Daniel went away overnight last night to a youth convention with some of our teenagers. He will be home any minute now and although it sounds childish and extremely selfish, I miss him.
Speaking of missing him...Felicia's husband Alex will be home in 2 1/2 weeks! After a little over a year in Iraq, he will finally get to kiss his wife, see his son for the first time since he was born, and giggle with Grace as she teases him for hours. I cannot wait to see them all together again and I'm just rejoicing that he is coming home safe and for good! God is a great God of protection and his hand is upon Alex and this family. It is evident that this has been a time of growth not only for their marriage but for the spiritual lives as well. It has been an awesome thing to be a part of and Felicia is one of the strongest, most graceful women I know. I love you so much and I'm so proud of you!!!! You're a great wife, a great mom and a great friend and my life is forever touched by you. I'm so glad we get to share it together forever and ever!!!

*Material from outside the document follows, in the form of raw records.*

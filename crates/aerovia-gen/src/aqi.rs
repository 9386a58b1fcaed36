//! Synthetic daily AQI series.
//!
//! The model is a seasonal sinusoid plus a weekday adjustment and seeded
//! Gaussian noise:
//!
//! ```text
//! aqi(t) = base
//!        + seasonal_amplitude * sin(2π * (doy(t) - seasonal_phase_days) / 365)
//!        + weekday_adjustment(day_of_week(t))
//!        + noise(seed, t)
//! ```
//!
//! clamped to the AQI scale [0, 500]. Pollutant sub-indices are derived
//! from the day's AQI by fixed proportional mappings plus independent
//! seeded noise, each clamped to its non-negative physical range.

use crate::noise;
use aerovia_traits::schema::{AQI_MAX, AQI_MIN};
use aerovia_traits::types::{AqiRecord, Date, TimeSeriesTable};
use aerovia_traits::{AeroviaError, Result};
use chrono::{Datelike, Duration};
use rand::SeedableRng;
use rand::rngs::StdRng;
use serde::{Deserialize, Serialize};

/// PM2.5 proportional mapping: `pm25 = 15 + 0.3 * aqi + N(0, 5)`.
pub const PM25_BASE: f64 = 15.0;
/// PM2.5 slope against AQI.
pub const PM25_PER_AQI: f64 = 0.3;
/// PM2.5 noise standard deviation.
pub const PM25_NOISE_STD: f64 = 5.0;

/// PM10 proportional mapping: `pm10 = 25 + 0.4 * aqi + N(0, 8)`.
pub const PM10_BASE: f64 = 25.0;
/// PM10 slope against AQI.
pub const PM10_PER_AQI: f64 = 0.4;
/// PM10 noise standard deviation.
pub const PM10_NOISE_STD: f64 = 8.0;

/// NO2 proportional mapping: `no2 = 20 + 0.2 * aqi + N(0, 6)`.
pub const NO2_BASE: f64 = 20.0;
/// NO2 slope against AQI.
pub const NO2_PER_AQI: f64 = 0.2;
/// NO2 noise standard deviation.
pub const NO2_NOISE_STD: f64 = 6.0;

/// Ozone proportional mapping: `ozone = 30 + 0.25 * aqi + N(0, 7)`.
pub const OZONE_BASE: f64 = 30.0;
/// Ozone slope against AQI.
pub const OZONE_PER_AQI: f64 = 0.25;
/// Ozone noise standard deviation.
pub const OZONE_NOISE_STD: f64 = 7.0;

/// Configuration for the synthetic AQI generator.
#[derive(Debug, Clone, Serialize, Deserialize)]
pub struct AqiGenConfig {
    /// First date of the window.
    pub start: Date,
    /// Window length in days.
    pub days: usize,
    /// Seed for the noise stream; identical seeds yield identical output.
    pub seed: u64,
    /// Annual mean AQI level.
    pub base: f64,
    /// Amplitude of the annual sinusoid.
    pub seasonal_amplitude: f64,
    /// Day-of-year offset of the seasonal peak.
    pub seasonal_phase_days: f64,
    /// Additive adjustment per weekday, Monday first. Weekends run
    /// cleaner because commuter traffic drops.
    pub weekday_adjustments: [f64; 7],
    /// Standard deviation of the daily noise term.
    pub noise_std: f64,
}

impl Default for AqiGenConfig {
    fn default() -> Self {
        Self {
            start: Date::from_ymd_opt(2024, 1, 1).expect("valid date"),
            days: 90,
            seed: 42,
            base: 50.0,
            seasonal_amplitude: 30.0,
            seasonal_phase_days: 80.0,
            weekday_adjustments: [3.0, 4.0, 4.0, 3.0, 2.0, -5.0, -7.0],
            noise_std: 20.0,
        }
    }
}

impl AqiGenConfig {
    /// Convenience constructor for the three window parameters, keeping
    /// the model constants at their defaults.
    #[must_use]
    pub fn new(start: Date, days: usize, seed: u64) -> Self {
        Self {
            start,
            days,
            seed,
            ..Self::default()
        }
    }
}

/// Generate a synthetic AQI series for the configured window.
///
/// The output is a contiguous daily table of exactly `config.days`
/// records starting at `config.start`. Every AQI lies in [0, 500] and
/// every pollutant concentration is non-negative.
///
/// # Errors
///
/// Returns [`AeroviaError::InsufficientData`] for a zero-length window.
pub fn generate_aqi(config: &AqiGenConfig) -> Result<TimeSeriesTable<AqiRecord>> {
    if config.days == 0 {
        return Err(AeroviaError::InsufficientData(
            "generation window must cover at least one day".to_string(),
        ));
    }

    let mut rng = StdRng::seed_from_u64(config.seed);
    let mut records = Vec::with_capacity(config.days);

    for offset in 0..config.days {
        let date = config.start + Duration::days(offset as i64);
        let doy = f64::from(date.ordinal());
        let weekday = date.weekday().num_days_from_monday() as usize;

        let seasonal = config.seasonal_amplitude
            * (std::f64::consts::TAU * (doy - config.seasonal_phase_days) / 365.0).sin();

        let aqi = (config.base
            + seasonal
            + config.weekday_adjustments[weekday]
            + noise::normal(&mut rng, 0.0, config.noise_std))
        .clamp(AQI_MIN, AQI_MAX);

        // Fixed draw order per day keeps the stream reproducible.
        let pm25 =
            noise::normal(&mut rng, PM25_BASE + PM25_PER_AQI * aqi, PM25_NOISE_STD).max(0.0);
        let pm10 =
            noise::normal(&mut rng, PM10_BASE + PM10_PER_AQI * aqi, PM10_NOISE_STD).max(0.0);
        let no2 = noise::normal(&mut rng, NO2_BASE + NO2_PER_AQI * aqi, NO2_NOISE_STD).max(0.0);
        let ozone =
            noise::normal(&mut rng, OZONE_BASE + OZONE_PER_AQI * aqi, OZONE_NOISE_STD).max(0.0);

        records.push(AqiRecord {
            date,
            pm25,
            pm10,
            no2,
            ozone,
            aqi,
        });
    }

    TimeSeriesTable::from_records(records)
}
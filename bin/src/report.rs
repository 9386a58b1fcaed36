//! Text rendering for analysis reports.

use aerovia_stats::{AggregateBucket, AnalysisReport};

const DIVIDER: &str = "━━━━━━━━━━━━━━━━━━━━━━━━━━━━━━━━━━━━━━━━━━━━━━━━━━━━━━━━━━━━";

/// Print a full analysis report in text form.
pub fn print_report(report: &AnalysisReport) {
    println!("{}", DIVIDER);
    println!("SUMMARY");
    println!("{}\n", DIVIDER);

    let summary = &report.summary;
    println!("Days analyzed: {}", summary.total_days);
    if let (Some(start), Some(end)) = (summary.start, summary.end) {
        println!("Date range:    {} to {}", start, end);
    }
    println!();

    if !summary.aqi_stats.is_empty() {
        println!(
            "{:<18} {:>10} {:>10} {:>10} {:>10} {:>10}",
            "Column", "Mean", "Median", "Std", "Min", "Max"
        );
        println!("{}", "─".repeat(73));
        for col in summary.aqi_stats.iter().chain(summary.transport_stats.iter()) {
            println!(
                "{:<18} {:>10.2} {:>10.2} {:>10.2} {:>10.2} {:>10.2}",
                col.column, col.mean, col.median, col.std, col.min, col.max
            );
        }
        println!();
    }

    if !summary.category_distribution.is_empty() {
        println!("AQI category distribution:");
        for (label, count) in &summary.category_distribution {
            println!("  {:<32} {:>5} days", label, count);
        }
        println!();
    }

    println!("{}", DIVIDER);
    println!("CORRELATIONS (air-quality metric × transport metric)");
    println!("{}\n", DIVIDER);

    println!(
        "{:<10} {:<18} {:>10} {:>10} {:>6}  {}",
        "Metric", "vs", "r", "p-value", "n", "sig"
    );
    println!("{}", "─".repeat(64));
    for result in &report.correlations {
        let coefficient = result
            .coefficient
            .map_or_else(|| format!("{:>10}", "undefined"), |r| format!("{:>10.4}", r));
        println!(
            "{:<10} {:<18} {} {:>10.4} {:>6}  {}",
            result.metric_a,
            result.metric_b,
            coefficient,
            result.p_value,
            result.n_obs,
            if result.significant { "*" } else { "" }
        );
    }
    println!();
    println!("* significant at the engine's two-tailed level");
    println!();

    println!("{}", DIVIDER);
    println!("RIDERSHIP BY WEEKDAY");
    println!("{}\n", DIVIDER);
    print_buckets(&report.aggregates.by_weekday);

    println!("{}", DIVIDER);
    println!("RIDERSHIP BY AQI CATEGORY");
    println!("{}\n", DIVIDER);
    print_buckets(&report.aggregates.by_category);
}

fn print_buckets(buckets: &[AggregateBucket]) {
    if buckets.is_empty() {
        println!("(no rows in the filtered range)\n");
        return;
    }

    println!(
        "{:<32} {:<18} {:>12} {:>12} {:>6}",
        "Bucket", "Metric", "Mean", "Median", "Days"
    );
    println!("{}", "─".repeat(85));
    for bucket in buckets {
        for (i, metric) in bucket.metrics.iter().enumerate() {
            let key = if i == 0 { bucket.key.as_str() } else { "" };
            println!(
                "{:<32} {:<18} {:>12.1} {:>12.1} {:>6}",
                key, metric.metric, metric.mean, metric.median, metric.count
            );
        }
    }
    println!();
}
// Domain layer: the metadata descriptor, its value types and the ports the engine talks through.

pub mod culture;
pub mod metadata;
pub mod model;
pub mod package;
pub mod ports;
pub mod version;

Ok, so here are a few new pictures from the past couple of days. I'll update again soon. We love you all! :)
Playing in the leaves a few days ago. She liked it, but not as much as brother.
yelling at someone! see the attitude at all??
Here she is doing her nervous pinch. She was watching Nanny drive away...
For those of you who dont know, Braden stopped taking a binky months ago. He sometimes likes to tease me by putting one in and smiling. haha.
Nightly ice cream snack...
Braden was going to try too...
He liked it but made this awful face with every bite. hahaha
Daniel and I were watching TV in the other room late one night. We thought Nora was being pretty darn quiet...
She painted herself pretty with lipgloss. yum.
Bubby's bug bite :( My poor sensitive skinned kids.
My sister found this kitty and was broken hearted that it was sleeping outside without a home. Nora loved it, but daddy's allergic so Felicia and Mia took it instead...
Every month since she was born I have tried to take a hair picture. It's wild but it sure is beautiful!!!
We were running and chasing each other today. She's in one of her halloween outfits. She's so beautiful!!!